Müstehcen resime bakmak
Sual: Müstehcen resim ve porno filmleri izlemek guslü ve abdesti bozar mı?
CEVAP
Guslü de bozmaz, namaz abdestini de; ama bunları seyretmek haramdır, günahtır. Mezi gelirse abdesti, meni gelirse guslü de bozar.
Alkollü krem ve kolonya
Sual: İçinde alkol bulunan cilt kremi veya kolonya abdesti bozmaz mı?
CEVAP
Bozmaz, namaza da mani olmaz.
Abdestin bozulmasıyla günah farklıdır
Sual: Deniz kenarında bikinili bayanları görüyoruz. Bu durumda guslümüz ve abdestimiz bozulur mu?
CEVAP
Bikinili kadınlara bakınca namaz abdesti de bozulmaz, gusül abdesti de. Fakat bakmak günah olur.
Saçını erkeklerin görmesi
Sual: Bir bayanın abdest aldıktan sonra, saçlarını erkeklerin görmesi abdesti bozar mı?
CEVAP
Bozmaz. Günah ayrı abdestin bozulmuş olması ayrıdır.
Kadın doktorunun abdesti
Sual: Erkek veya bayan kadın doktoru veya ebe, Ramazanda, abdestli iken bir kadına doğum yaptırsa, orucu, guslü veya abdesti bozulur mu?
CEVAP
Hanefi mezhebindeki kadın doktorunun veya ebenin, Ramazan-ı şerifte doğum yaptırmakla orucu, abdesti ve guslü bozulmuş olmaz. Zaruretsiz erkek doktora doğum yaptırmak caiz olmaz.
Kumar ve abdest
Sual: Kumar oynamak abdesti bozar mı?
CEVAP
Kumar oynamak büyük günah ise de, kumar oynamakla abdest bozulmaz; fakat tekrar abdest almak müstehabdır. (Ebussuud Efendi Fetvaları)
Oyun kâğıtları
Sual: Oyun kâğıtlarına el sürmek ve parasız eğlence için oynamak abdesti bozar mı?
CEVAP
Bozmaz, fakat kâğıt oynamak mekruhtur. Çayına bile oynansa haram olur.
Tavla oynamak
Sual: Tavla oynamak abdesti bozar mı?
CEVAP
Bir hadis-i şerifte buyuruluyor ki:
(Tavla oynadıktan sonra kalkıp namaz kılan, irin ve domuz kanı ile abdest alıp namaz kılana benzer.) [İ. Ahmed]

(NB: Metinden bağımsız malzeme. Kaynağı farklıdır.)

//! Status bar rendering widget.
//!
//! This module renders the one-line footer: the title, the number of loaded
//! records or a status message, and the help cue.

use ratatui::{
    buffer::Buffer,
    layout::{Alignment, Constraint, Layout, Rect},
    style::{Color, Modifier, Style},
    text::{Line, Span},
    widgets::{Paragraph, Widget},
};

/// Width reserved for the help cue on the right.
const HELP_CUE_WIDTH: u16 = 8;

/// Renders the status bar.
///
/// `record_count` is `None` while records are loading. A `message`, when
/// present, replaces the record count and is shown in red.
///
/// # Layout
///
/// ```text
/// gantt · 8 records                                                  ? help
/// ```
///
/// # Examples
///
/// ```
/// use ratatui::buffer::Buffer;
/// use ratatui::layout::Rect;
/// use gantt_tui::widgets::render_status_bar;
///
/// let area = Rect::new(0, 0, 80, 1);
/// let mut buf = Buffer::empty(area);
///
/// render_status_bar(Some(8), None, area, &mut buf);
/// ```
pub fn render_status_bar(
    record_count: Option<usize>,
    message: Option<&str>,
    area: Rect,
    buf: &mut Buffer,
) {
    let [info_area, help_area] =
        Layout::horizontal([Constraint::Min(0), Constraint::Length(HELP_CUE_WIDTH)]).areas(area);

    let separator = Span::styled(" · ", Style::default().fg(Color::DarkGray));
    let detail = match (message, record_count) {
        (Some(message), _) => Span::styled(message.to_string(), Style::default().fg(Color::Red)),
        (None, None) => Span::styled("loading", Style::default().fg(Color::DarkGray)),
        (None, Some(1)) => Span::raw("1 record"),
        (None, Some(count)) => Span::raw(format!("{count} records")),
    };

    Paragraph::new(Line::from(vec![
        Span::styled(
            "gantt",
            Style::default()
                .fg(Color::Cyan)
                .add_modifier(Modifier::BOLD),
        ),
        separator,
        detail,
    ]))
    .render(info_area, buf);

    Paragraph::new(Line::from(vec![
        Span::styled("?", Style::default().fg(Color::Yellow)),
        Span::styled(" help", Style::default().fg(Color::DarkGray)),
    ]))
    .alignment(Alignment::Right)
    .render(help_area, buf);
}

#[cfg(test)]
mod tests {
    use super::*;
    use crate::test_utils::buffer_to_string;

    fn render(record_count: Option<usize>, message: Option<&str>) -> String {
        let area = Rect::new(0, 0, 50, 1);
        let mut buf = Buffer::empty(area);
        render_status_bar(record_count, message, area, &mut buf);
        buffer_to_string(&buf)
    }

    #[test]
    fn shows_record_count() {
        let expected = format!("gantt · 8 records{}? help\n", " ".repeat(27));
        assert_eq!(render(Some(8), None), expected);
        assert!(render(Some(1), None).contains("1 record "));
    }

    #[test]
    fn shows_loading() {
        assert!(render(None, None).starts_with("gantt · loading"));
    }

    #[test]
    fn message_replaces_count() {
        let content = render(Some(0), Some("failed to read records.json"));
        assert!(content.contains("failed to read records.json"));
        assert!(!content.contains("records "));
    }
}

Yani tavla oynamak her ne kadar abdesti bozmaz ise de, yeniden abdest almalıdır.
Ayağa batan ok
Sual: Hazret-i Ali, ayağına batan bir okun acısını duymamak için, (Ben namaza durunca çıkarın) buyuruyor. Hâlbuki ayağı yaralı olduğu için kan akıyor. Bu durumda abdest bozulacağı için namaz bozulmuş olmaz mı? Hazret-i Ali niye böyle namaz kıldı?
CEVAP
Yarasından kan akan özür sahibi olabilir. O haliyle namaz kılar. Devamlı idrar ve yel kaçıran yani gelen yeli tutamayan da özürlü olarak namazını kılar. Sonra diğer üç mezhepte kanamak abdesti bozmaz. Belki Hazret-i Ali’nin ictihadı da öyle idi.
Uyku abdesti bozar
Sual: Vehhabiler, Mekke’de yatıp uyuduktan sonra, kalkıp namaz kılıyorlar. Bunların mezhebinde uyumak abdesti bozmuyor mu?
CEVAP
Dört hak mezhepte de yatıp uyumak abdesti bozar. Vehhabiler, dört hak mezhebin dışında oldukları için öyle yapıyorlar. Uykunun abdesti bozmasında dört mezhebe göre bazı farklılıklar vardır:
Hanefî mezhebinde: Makatın gevşek olacağı bir hâlde, mesela yan veya sırt üstü yatarak veya dirseğine yahut bir şeye dayanıp uyumak abdesti bozar. Dayandığı şey çekilince düşmezse, bozulmaz. Namazda düşmeden uyumak abdesti bozmadığı gibi, namaz dışında dizleri dikip, başını dizlerine koyarak, diz çökerek, bağdaş kurarak, teverrük ederek uyumak da bozmaz.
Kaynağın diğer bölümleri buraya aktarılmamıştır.